### SOURCE MATERIAL ###

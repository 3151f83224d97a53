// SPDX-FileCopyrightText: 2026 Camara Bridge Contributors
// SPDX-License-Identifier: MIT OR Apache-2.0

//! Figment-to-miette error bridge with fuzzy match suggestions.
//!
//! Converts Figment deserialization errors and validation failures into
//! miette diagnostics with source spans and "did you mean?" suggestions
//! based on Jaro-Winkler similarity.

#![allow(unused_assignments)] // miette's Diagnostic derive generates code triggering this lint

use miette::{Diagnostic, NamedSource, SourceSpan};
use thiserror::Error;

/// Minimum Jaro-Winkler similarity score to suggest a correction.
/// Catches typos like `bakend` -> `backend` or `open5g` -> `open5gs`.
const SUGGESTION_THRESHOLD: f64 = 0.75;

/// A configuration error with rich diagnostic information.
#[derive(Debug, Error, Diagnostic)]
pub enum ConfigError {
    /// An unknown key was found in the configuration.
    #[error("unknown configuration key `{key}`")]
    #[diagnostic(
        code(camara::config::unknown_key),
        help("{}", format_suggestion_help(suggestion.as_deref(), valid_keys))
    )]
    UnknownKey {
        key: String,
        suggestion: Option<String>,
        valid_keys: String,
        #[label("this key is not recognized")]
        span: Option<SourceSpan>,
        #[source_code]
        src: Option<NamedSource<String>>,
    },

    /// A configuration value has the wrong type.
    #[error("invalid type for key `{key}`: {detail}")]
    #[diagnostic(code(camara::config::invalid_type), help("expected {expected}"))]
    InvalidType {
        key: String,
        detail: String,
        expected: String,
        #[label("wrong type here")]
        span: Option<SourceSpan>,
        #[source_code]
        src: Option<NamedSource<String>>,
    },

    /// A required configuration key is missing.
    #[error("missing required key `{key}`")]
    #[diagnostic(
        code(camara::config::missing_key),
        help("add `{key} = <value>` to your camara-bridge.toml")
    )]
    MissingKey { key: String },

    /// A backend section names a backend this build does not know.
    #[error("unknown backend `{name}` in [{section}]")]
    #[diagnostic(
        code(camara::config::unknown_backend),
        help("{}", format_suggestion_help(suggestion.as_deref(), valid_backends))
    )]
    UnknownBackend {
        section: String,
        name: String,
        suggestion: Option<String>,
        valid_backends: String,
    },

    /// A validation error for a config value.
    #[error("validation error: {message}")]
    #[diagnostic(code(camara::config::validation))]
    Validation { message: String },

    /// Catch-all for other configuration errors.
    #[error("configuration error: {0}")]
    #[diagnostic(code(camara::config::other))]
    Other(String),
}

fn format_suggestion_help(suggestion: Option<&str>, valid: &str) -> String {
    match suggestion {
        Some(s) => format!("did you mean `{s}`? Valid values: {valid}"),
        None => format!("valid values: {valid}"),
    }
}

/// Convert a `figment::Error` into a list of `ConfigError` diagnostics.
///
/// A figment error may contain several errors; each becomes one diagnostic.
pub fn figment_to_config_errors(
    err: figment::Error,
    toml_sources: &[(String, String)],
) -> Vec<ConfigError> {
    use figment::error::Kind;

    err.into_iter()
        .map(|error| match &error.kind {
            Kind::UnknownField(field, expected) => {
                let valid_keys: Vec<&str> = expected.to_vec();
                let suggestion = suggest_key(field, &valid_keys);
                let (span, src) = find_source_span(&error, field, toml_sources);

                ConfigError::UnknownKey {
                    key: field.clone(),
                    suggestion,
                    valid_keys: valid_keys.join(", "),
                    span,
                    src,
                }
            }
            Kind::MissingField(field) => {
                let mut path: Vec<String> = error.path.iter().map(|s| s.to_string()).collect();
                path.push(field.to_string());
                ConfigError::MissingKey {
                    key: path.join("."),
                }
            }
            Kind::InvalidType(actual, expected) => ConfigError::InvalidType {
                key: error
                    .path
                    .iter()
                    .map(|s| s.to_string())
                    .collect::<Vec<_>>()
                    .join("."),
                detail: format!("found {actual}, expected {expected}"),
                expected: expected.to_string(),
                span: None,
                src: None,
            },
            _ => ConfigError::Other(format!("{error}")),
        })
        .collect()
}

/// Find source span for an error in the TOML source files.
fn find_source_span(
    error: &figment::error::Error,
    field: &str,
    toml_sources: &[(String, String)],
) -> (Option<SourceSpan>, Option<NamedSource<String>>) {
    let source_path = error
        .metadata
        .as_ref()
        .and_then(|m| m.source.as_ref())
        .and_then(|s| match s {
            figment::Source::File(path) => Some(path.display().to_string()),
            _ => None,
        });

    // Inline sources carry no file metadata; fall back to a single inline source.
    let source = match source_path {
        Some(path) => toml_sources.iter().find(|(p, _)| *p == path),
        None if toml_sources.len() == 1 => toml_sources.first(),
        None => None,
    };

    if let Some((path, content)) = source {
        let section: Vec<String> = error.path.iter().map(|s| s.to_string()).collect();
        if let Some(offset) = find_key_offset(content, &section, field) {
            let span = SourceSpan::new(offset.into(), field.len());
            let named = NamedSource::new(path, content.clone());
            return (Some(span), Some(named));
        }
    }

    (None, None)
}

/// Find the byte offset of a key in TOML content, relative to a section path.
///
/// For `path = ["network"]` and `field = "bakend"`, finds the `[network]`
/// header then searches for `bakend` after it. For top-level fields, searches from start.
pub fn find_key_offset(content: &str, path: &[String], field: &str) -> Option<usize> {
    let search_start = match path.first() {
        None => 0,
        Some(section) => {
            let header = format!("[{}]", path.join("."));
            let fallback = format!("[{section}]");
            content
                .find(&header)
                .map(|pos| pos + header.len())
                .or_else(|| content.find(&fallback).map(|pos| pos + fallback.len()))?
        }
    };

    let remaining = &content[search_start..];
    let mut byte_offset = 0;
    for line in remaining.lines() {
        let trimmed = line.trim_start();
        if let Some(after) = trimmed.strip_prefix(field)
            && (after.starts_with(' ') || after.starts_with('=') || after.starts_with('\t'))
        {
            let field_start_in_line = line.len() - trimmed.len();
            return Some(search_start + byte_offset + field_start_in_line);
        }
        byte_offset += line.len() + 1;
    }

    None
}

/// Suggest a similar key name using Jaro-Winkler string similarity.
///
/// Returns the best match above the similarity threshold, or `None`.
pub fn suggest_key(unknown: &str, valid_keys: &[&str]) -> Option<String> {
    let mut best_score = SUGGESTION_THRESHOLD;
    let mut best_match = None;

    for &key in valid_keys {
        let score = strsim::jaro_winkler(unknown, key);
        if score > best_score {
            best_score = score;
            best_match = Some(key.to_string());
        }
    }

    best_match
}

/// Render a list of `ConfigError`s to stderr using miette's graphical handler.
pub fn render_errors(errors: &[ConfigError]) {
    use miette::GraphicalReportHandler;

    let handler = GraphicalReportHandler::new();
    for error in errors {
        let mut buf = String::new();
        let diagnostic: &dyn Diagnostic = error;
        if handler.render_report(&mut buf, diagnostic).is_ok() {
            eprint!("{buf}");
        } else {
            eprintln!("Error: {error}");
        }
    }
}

###
### SOURCE MATERIAL ###

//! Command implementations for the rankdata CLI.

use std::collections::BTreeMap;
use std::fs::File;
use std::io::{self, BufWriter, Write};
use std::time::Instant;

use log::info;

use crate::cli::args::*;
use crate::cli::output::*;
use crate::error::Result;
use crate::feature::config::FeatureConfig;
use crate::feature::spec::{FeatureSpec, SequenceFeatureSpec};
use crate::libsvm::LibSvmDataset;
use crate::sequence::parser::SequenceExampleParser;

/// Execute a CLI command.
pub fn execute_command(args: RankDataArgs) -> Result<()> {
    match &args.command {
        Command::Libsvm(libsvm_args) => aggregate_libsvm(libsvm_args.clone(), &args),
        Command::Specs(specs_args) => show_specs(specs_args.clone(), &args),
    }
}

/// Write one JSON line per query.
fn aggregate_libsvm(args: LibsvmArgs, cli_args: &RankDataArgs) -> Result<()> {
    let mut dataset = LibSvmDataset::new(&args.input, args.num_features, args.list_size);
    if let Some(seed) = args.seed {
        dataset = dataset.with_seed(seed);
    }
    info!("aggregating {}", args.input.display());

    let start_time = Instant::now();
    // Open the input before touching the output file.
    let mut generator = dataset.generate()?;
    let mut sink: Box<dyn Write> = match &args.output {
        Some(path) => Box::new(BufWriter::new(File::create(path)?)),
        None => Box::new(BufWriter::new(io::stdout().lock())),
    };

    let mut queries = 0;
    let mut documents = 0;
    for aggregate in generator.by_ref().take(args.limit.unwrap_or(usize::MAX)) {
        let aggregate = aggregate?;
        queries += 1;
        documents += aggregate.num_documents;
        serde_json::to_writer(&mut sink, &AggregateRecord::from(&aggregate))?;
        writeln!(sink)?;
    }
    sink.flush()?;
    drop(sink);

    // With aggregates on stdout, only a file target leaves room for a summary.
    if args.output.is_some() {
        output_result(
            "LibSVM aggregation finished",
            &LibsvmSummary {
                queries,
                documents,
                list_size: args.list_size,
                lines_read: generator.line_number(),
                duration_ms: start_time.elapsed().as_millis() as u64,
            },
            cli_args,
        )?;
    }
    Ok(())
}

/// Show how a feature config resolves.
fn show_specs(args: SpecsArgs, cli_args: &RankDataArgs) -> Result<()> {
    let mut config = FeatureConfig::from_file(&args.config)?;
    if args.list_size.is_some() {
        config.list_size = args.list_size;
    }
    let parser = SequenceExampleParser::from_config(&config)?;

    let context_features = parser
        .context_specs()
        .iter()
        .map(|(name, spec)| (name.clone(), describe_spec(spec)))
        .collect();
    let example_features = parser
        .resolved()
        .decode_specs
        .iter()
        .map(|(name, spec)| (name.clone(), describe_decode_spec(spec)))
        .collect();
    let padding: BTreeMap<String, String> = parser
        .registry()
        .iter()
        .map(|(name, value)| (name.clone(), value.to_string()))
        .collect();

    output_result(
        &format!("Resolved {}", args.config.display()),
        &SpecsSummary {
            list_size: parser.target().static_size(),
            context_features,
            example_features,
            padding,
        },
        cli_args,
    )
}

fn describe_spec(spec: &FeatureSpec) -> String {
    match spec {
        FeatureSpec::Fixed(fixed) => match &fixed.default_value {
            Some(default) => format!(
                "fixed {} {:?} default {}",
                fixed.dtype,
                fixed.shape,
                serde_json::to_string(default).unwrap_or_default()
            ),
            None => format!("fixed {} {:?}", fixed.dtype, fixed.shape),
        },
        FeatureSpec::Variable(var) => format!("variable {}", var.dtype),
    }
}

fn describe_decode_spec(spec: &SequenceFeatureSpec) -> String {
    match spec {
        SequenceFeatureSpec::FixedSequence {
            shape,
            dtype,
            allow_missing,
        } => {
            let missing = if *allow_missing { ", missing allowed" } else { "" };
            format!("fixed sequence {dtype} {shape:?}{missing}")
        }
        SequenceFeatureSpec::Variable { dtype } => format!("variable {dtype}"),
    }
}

###

▸ PROBLEM DETAILS:
Restate word for word the entries above, starting at the line with "repository 3151f83224d97a53" and ending at the line with "use thiserror::Error;", inclusive, and no others.

▸ PROBLEM SOLUTION:
repository 3151f83224d97a53
// SPDX-FileCopyrightText: 2026 Camara Bridge Contributors
// SPDX-License-Identifier: MIT OR Apache-2.0

//! Figment-to-miette error bridge with fuzzy match suggestions.
//!
//! Converts Figment deserialization errors and validation failures into
//! miette diagnostics with source spans and "did you mean?" suggestions
//! based on Jaro-Winkler similarity.

#![allow(unused_assignments)] // miette's Diagnostic derive generates code triggering this lint

use miette::{Diagnostic, NamedSource, SourceSpan};
use thiserror::Error;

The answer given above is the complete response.